Levantó una mano para detener la réplica y dio una orden al caballo. En el vivificante aire de la mañana, el trote del caballo los llevó colina abajo hacia el macizo de árboles donde había desaparecido Olie. Después de rodear el tronco de un enorme olmo pintado con los colores del otoño, entraron en un angosto camino bordeado por altos arces. Poco después salieron a un prado en cuyo centro había un grupo de edificios. Entre ellos había varias casas pequeñas, un largo galpón y un granero enorme que dominaba al resto como una gallina a sus polluelos. Cuando se acercaban al granero, unos fuertes ladridos anunciaron su llegada y Cole hizo que el caballo redujera velocidad. Un enorme perro negro, más grande que un potrillo, salió de los arbustos y empezó a saltar junto a ellos. Cuando Cole detuvo el calesín, la bestia se sentó sobre sus cuartos traseros y esperó hasta que el hombre se apeó. Después, con un alegre ladrido, dio un salto y se detuvo frente a Cole.
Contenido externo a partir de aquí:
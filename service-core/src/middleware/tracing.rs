use axum::http::{HeaderValue, Request};
use axum::{extract::Request as AxumRequest, middleware::Next, response::Response};
use tracing::Span;
use uuid::Uuid;

pub const REQUEST_ID_HEADER: &str = "x-request-id";

/// Ensures every request carries an `x-request-id`, generating one when the
/// caller did not send it, and echoes it on the response.
pub async fn request_id_middleware(mut req: AxumRequest, next: Next) -> Response {
    let request_id = request_id(&req).unwrap_or_else(|| Uuid::new_v4().to_string());

    if let Ok(header_value) = HeaderValue::from_str(&request_id) {
        req.headers_mut().insert(REQUEST_ID_HEADER, header_value);
    }

    let mut response = next.run(req).await;

    if let Ok(header_value) = HeaderValue::from_str(&request_id) {
        response
            .headers_mut()
            .insert(REQUEST_ID_HEADER, header_value);
    }

    response
}

/// Span factory for `TraceLayer::make_span_with`.
pub fn make_request_span<B>(request: &Request<B>) -> Span {
    let request_id = request_id(request).unwrap_or_else(|| "-".to_string());

    tracing::info_span!(
        "http_request",
        request_id = %request_id,
        method = %request.method(),
        uri = %request.uri(),
        version = ?request.version(),
    )
}

fn request_id<B>(req: &Request<B>) -> Option<String> {
    req.headers()
        .get(REQUEST_ID_HEADER)
        .and_then(|h| h.to_str().ok())
        .filter(|s| !s.is_empty())
        .map(|s| s.to_string())
}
Pareció confundido y decepcionado cuando Cole se volvió para ayudar a bajar a Alaina.

—¿Qué es eso? — exclamó Alaina.

—Un perro, por supuesto. — Ante la mirada exasperada de ella, agregó. — Un mastín.
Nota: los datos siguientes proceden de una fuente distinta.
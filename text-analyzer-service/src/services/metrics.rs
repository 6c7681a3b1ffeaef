//! Prometheus export and the service's own counters.

use metrics::counter;
use metrics_exporter_prometheus::{PrometheusBuilder, PrometheusHandle};
use std::sync::OnceLock;

pub static METRICS_HANDLE: OnceLock<PrometheusHandle> = OnceLock::new();

/// Installs the Prometheus recorder. Later calls are no-ops.
pub fn init_metrics() {
    if METRICS_HANDLE.get().is_some() {
        return;
    }

    match PrometheusBuilder::new().install_recorder() {
        Ok(handle) => {
            let _ = METRICS_HANDLE.set(handle);
        }
        Err(e) => tracing::warn!("Prometheus recorder not installed: {}", e),
    }
}

/// Current metrics in Prometheus text format.
pub fn get_metrics() -> String {
    METRICS_HANDLE
        .get()
        .map(|handle| handle.render())
        .unwrap_or_else(|| "# Metrics recorder not initialized".to_string())
}

pub fn record_analysis(persisted: bool) {
    counter!("text_analyses_total").increment(1);
    if !persisted {
        counter!("analysis_save_failures_total").increment(1);
    }
}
—Es hermoso — murmuró Alaina.

—Difícilmente — gruñó Cole. Chasqueó los dedos y ordenó: — Soldado, ven aquí y saluda a la dama.

La bestia se acercó trotando y Alaina abrió los ojos con sorpresa cuando vio que la cabeza del animal llegaba más arriba de su cintura. Inconscientemente dio un paso atrás, pero el perro, con lenta deliberación, se sentó frente a ella y levantó una mano, ladeó su gran cabeza y la miró con sus ojos amarillos como para sondear el espíritu de la recién llegada.
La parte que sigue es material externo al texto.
use service_core::observability::init_tracing;
use text_analyzer_service::config::AnalyzerConfig;
use text_analyzer_service::services::init_metrics;
use text_analyzer_service::startup::Application;

#[tokio::main]
async fn main() -> anyhow::Result<()> {
    // Load configuration - fail fast if invalid
    let config = AnalyzerConfig::load().map_err(|e| {
        eprintln!("Failed to load configuration: {}", e);
        anyhow::anyhow!("Configuration error: {}", e)
    })?;

    init_tracing(
        &config.service_name,
        &config.log_level,
        config.otlp_endpoint.as_deref(),
    );

    // Must be installed before any metric is recorded
    init_metrics();

    tracing::info!(
        service = %config.service_name,
        version = env!("CARGO_PKG_VERSION"),
        environment = ?config.environment,
        backend = ?config.store.backend,
        "Starting text analyzer service"
    );

    let app = Application::build(config).await.map_err(|e| {
        tracing::error!("Failed to build application: {}", e);
        anyhow::anyhow!("Startup error: {}", e)
    })?;

    app.run_until_stopped().await?;

    tracing::info!("Service shutdown complete");
    Ok(())
}
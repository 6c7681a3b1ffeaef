use crate::error::AppError;
use config::{Config as Cfg, File};
use serde::Deserialize;

#[derive(Debug, Deserialize, Clone)]
pub struct Config {
    #[serde(default = "default_port")]
    pub port: u16,
}

fn default_port() -> u16 {
    8080
}

impl Default for Config {
    fn default() -> Self {
        Self {
            port: default_port(),
        }
    }
}

impl Config {
    pub fn load() -> Result<Self, AppError> {
        dotenvy::dotenv().ok();

        let config = Cfg::builder()
            .add_source(File::with_name("configuration").required(false))
            .add_source(config::Environment::with_prefix("APP").separator("__"))
            .build()?;

        Ok(config.try_deserialize()?)
    }
}

/// Reads `key` from the environment.
///
/// In production every value must be set explicitly; elsewhere `default`
/// is used when the variable is missing.
pub fn get_env(key: &str, default: Option<&str>, is_prod: bool) -> Result<String, AppError> {
    match std::env::var(key) {
        Ok(val) => Ok(val),
        Err(_) => {
            if is_prod {
                Err(AppError::ConfigError(anyhow::anyhow!(
                    "{} is required in production but not set",
                    key
                )))
            } else if let Some(def) = default {
                Ok(def.to_string())
            } else {
                Err(AppError::ConfigError(anyhow::anyhow!(
                    "{} is required but not set",
                    key
                )))
            }
        }
    }
}

#[cfg(test)]
mod tests {
    use super::*;

    #[test]
    fn default_port_is_8080() {
        assert_eq!(Config::default().port, 8080);
    }

    #[test]
    fn get_env_falls_back_to_default_outside_prod() {
        let value = get_env("SERVICE_CORE_TEST_UNSET_KEY", Some("fallback"), false)
            .expect("default should apply");
        assert_eq!(value, "fallback");
    }

    #[test]
    fn get_env_requires_value_in_prod() {
        let err = get_env("SERVICE_CORE_TEST_UNSET_KEY", Some("fallback"), true).unwrap_err();
        assert!(err.to_string().contains("required in production"));
    }

    #[test]
    fn get_env_without_default_is_an_error() {
        assert!(get_env("SERVICE_CORE_TEST_UNSET_KEY", None, false).is_err());
    }
}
—Espera que le estreches la mano — informó suavemente Cole.

Con valentía, Alaina tomó la mano ofrecida y una larga lengua rosada asomó por un lado de las enormes mandíbulas casi en una sonrisa.

—Es inofensivo, ¿verdad? — preguntó Alaina cautamente cuando el animal fue a inspeccionar las ruedas del calesín—. Quiero decir… ¿no se come a la gente?

Cole la miró, sorprendido de que ella pudiera temer a algo. Roberta había odiado con vehemencia al animal y se había negado a tenerlo en la casa, pero nunca demostró temor.

—¿Es este Al? — preguntó Cole con incredulidad—. ¿Asustado de un animal inofensivo?

Alaina se acomodó la capa un poco avergonzada.

—No le dije que le tuviera miedo. Sólo quiero saber dónde me encuentro con los yanquis y sus criaturas.

—Si no quieres tenerlo en la casa lo dejaré aquí en el granero — dijo él, resignado.

Alaina se encogió de hombros.

—Si sus modales son mejores que los tuyos, llévalo a la casa. Creo que podría necesitar un guardián.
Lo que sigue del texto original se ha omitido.